Data

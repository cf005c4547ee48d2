pub mod adapters;
pub mod config;
pub mod core;
pub mod domain;
pub mod utils;

#[cfg(feature = "cli")]
pub use config::{CliConfig, Command, ConsentAction, SubmitArgs};

pub use adapters::{
    clock::{FixedClock, SystemClock},
    form::MemoryForm,
    relay::HttpRelay,
    store::{FileStore, MemoryStore},
};
pub use config::SiteConfig;
pub use core::{booking::BookingFormController, consent::ConsentManager};
pub use utils::error::{BookingError, Result};
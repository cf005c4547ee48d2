use crate::core::{
    ConfirmDialog, ConsentSurface, GatedSection, Notification, NotificationKind, Notifier,
};
use std::collections::HashSet;
use std::io::{self, BufRead, Write};

/// Prints notifications instead of sliding them in.
#[derive(Debug, Clone, Copy, Default)]
pub struct ConsoleNotifier;

impl Notifier for ConsoleNotifier {
    fn notify(&self, notification: Notification) {
        match notification.kind {
            NotificationKind::Success => {
                tracing::info!("✅ {}", notification.message);
                println!("✅ {}", notification.message);
            }
            NotificationKind::Error => {
                tracing::warn!("❌ {}", notification.message);
                eprintln!("❌ {}", notification.message);
            }
            NotificationKind::Warning => {
                tracing::warn!("⚠️ {}", notification.message);
                eprintln!("⚠️ {}", notification.message);
            }
            NotificationKind::Info => {
                tracing::info!("{}", notification.message);
                println!("{}", notification.message);
            }
        }
    }
}

/// Asks on stdin; `s`, `si`, `y` and `yes` confirm.
#[derive(Debug, Clone, Copy, Default)]
pub struct StdinConfirm;

impl ConfirmDialog for StdinConfirm {
    fn confirm(&self, prompt: &str) -> bool {
        print!("{} [s/N] ", prompt);
        if io::stdout().flush().is_err() {
            return false;
        }

        let mut answer = String::new();
        if io::stdin().lock().read_line(&mut answer).is_err() {
            return false;
        }
        matches!(
            answer.trim().to_lowercase().as_str(),
            "s" | "si" | "sì" | "y" | "yes"
        )
    }
}

/// Reports consent-driven page changes on stdout.
#[derive(Debug, Default)]
pub struct TerminalSurface {
    sections: HashSet<GatedSection>,
    messages: HashSet<GatedSection>,
}

impl TerminalSurface {
    pub fn new(sections: &[GatedSection]) -> Self {
        Self {
            sections: sections.iter().copied().collect(),
            messages: HashSet::new(),
        }
    }
}

impl ConsentSurface for TerminalSurface {
    fn set_banner_visible(&mut self, visible: bool) {
        if visible {
            println!("🍪 Nessuna preferenza cookie salvata: mostra il banner");
        }
    }

    fn set_settings_visible(&mut self, visible: bool) {
        tracing::debug!("Cookie settings dialog visible: {}", visible);
    }

    fn set_settings_checkboxes(&mut self, analytics: bool, calendly: bool) {
        println!("   analytics: {}", analytics);
        println!("   calendly:  {}", calendly);
    }

    fn grant_analytics(&mut self) {
        println!("📊 analytics_storage: granted");
    }

    fn set_calendly_widgets_visible(&mut self, visible: bool) {
        println!(
            "📅 Calendly widgets: {}",
            if visible { "visible" } else { "hidden" }
        );
    }

    fn has_section(&self, section: GatedSection) -> bool {
        self.sections.contains(&section)
    }

    fn has_cookie_message(&self, section: GatedSection) -> bool {
        self.messages.contains(&section)
    }

    fn append_cookie_message(&mut self, section: GatedSection, text: &str) {
        self.messages.insert(section);
        println!("💬 {:?}: {}", section, text);
    }
}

What needs to be done
Exactly reproduce all of the entries above.

Solution to this exercise
repository cf005c4547ee48d2
pub mod adapters;
pub mod config;
pub mod core;
pub mod domain;
pub mod utils;

#[cfg(feature = "cli")]
pub use config::{CliConfig, Command, ConsentAction, SubmitArgs};

pub use adapters::{
    clock::{FixedClock, SystemClock},
    form::MemoryForm,
    relay::HttpRelay,
    store::{FileStore, MemoryStore},
};
pub use config::SiteConfig;
pub use core::{booking::BookingFormController, consent::ConsentManager};
pub use utils::error::{BookingError, Result};
repository cf005c4547ee48d2
use crate::core::{
    ConfirmDialog, ConsentSurface, GatedSection, Notification, NotificationKind, Notifier,
};
use std::collections::HashSet;
use std::io::{self, BufRead, Write};

/// Prints notifications instead of sliding them in.
#[derive(Debug, Clone, Copy, Default)]
pub struct ConsoleNotifier;

impl Notifier for ConsoleNotifier {
    fn notify(&self, notification: Notification) {
        match notification.kind {
            NotificationKind::Success => {
                tracing::info!("✅ {}", notification.message);
                println!("✅ {}", notification.message);
            }
            NotificationKind::Error => {
                tracing::warn!("❌ {}", notification.message);
                eprintln!("❌ {}", notification.message);
            }
            NotificationKind::Warning => {
                tracing::warn!("⚠️ {}", notification.message);
                eprintln!("⚠️ {}", notification.message);
            }
            NotificationKind::Info => {
                tracing::info!("{}", notification.message);
                println!("{}", notification.message);
            }
        }
    }
}

/// Asks on stdin; `s`, `si`, `y` and `yes` confirm.
#[derive(Debug, Clone, Copy, Default)]
pub struct StdinConfirm;

impl ConfirmDialog for StdinConfirm {
    fn confirm(&self, prompt: &str) -> bool {
        print!("{} [s/N] ", prompt);
        if io::stdout().flush().is_err() {
            return false;
        }

        let mut answer = String::new();
        if io::stdin().lock().read_line(&mut answer).is_err() {
            return false;
        }
        matches!(
            answer.trim().to_lowercase().as_str(),
            "s" | "si" | "sì" | "y" | "yes"
        )
    }
}

/// Reports consent-driven page changes on stdout.
#[derive(Debug, Default)]
pub struct TerminalSurface {
    sections: HashSet<GatedSection>,
    messages: HashSet<GatedSection>,
}

impl TerminalSurface {
    pub fn new(sections: &[GatedSection]) -> Self {
        Self {
            sections: sections.iter().copied().collect(),
            messages: HashSet::new(),
        }
    }
}

impl ConsentSurface for TerminalSurface {
    fn set_banner_visible(&mut self, visible: bool) {
        if visible {
            println!("🍪 Nessuna preferenza cookie salvata: mostra il banner");
        }
    }

    fn set_settings_visible(&mut self, visible: bool) {
        tracing::debug!("Cookie settings dialog visible: {}", visible);
    }

    fn set_settings_checkboxes(&mut self, analytics: bool, calendly: bool) {
        println!("   analytics: {}", analytics);
        println!("   calendly:  {}", calendly);
    }

    fn grant_analytics(&mut self) {
        println!("📊 analytics_storage: granted");
    }

    fn set_calendly_widgets_visible(&mut self, visible: bool) {
        println!(
            "📅 Calendly widgets: {}",
            if visible { "visible" } else { "hidden" }
        );
    }

    fn has_section(&self, section: GatedSection) -> bool {
        self.sections.contains(&section)
    }

    fn has_cookie_message(&self, section: GatedSection) -> bool {
        self.messages.contains(&section)
    }

    fn append_cookie_message(&mut self, section: GatedSection, text: &str) {
        self.messages.insert(section);
        println!("💬 {:?}: {}", section, text);
    }
}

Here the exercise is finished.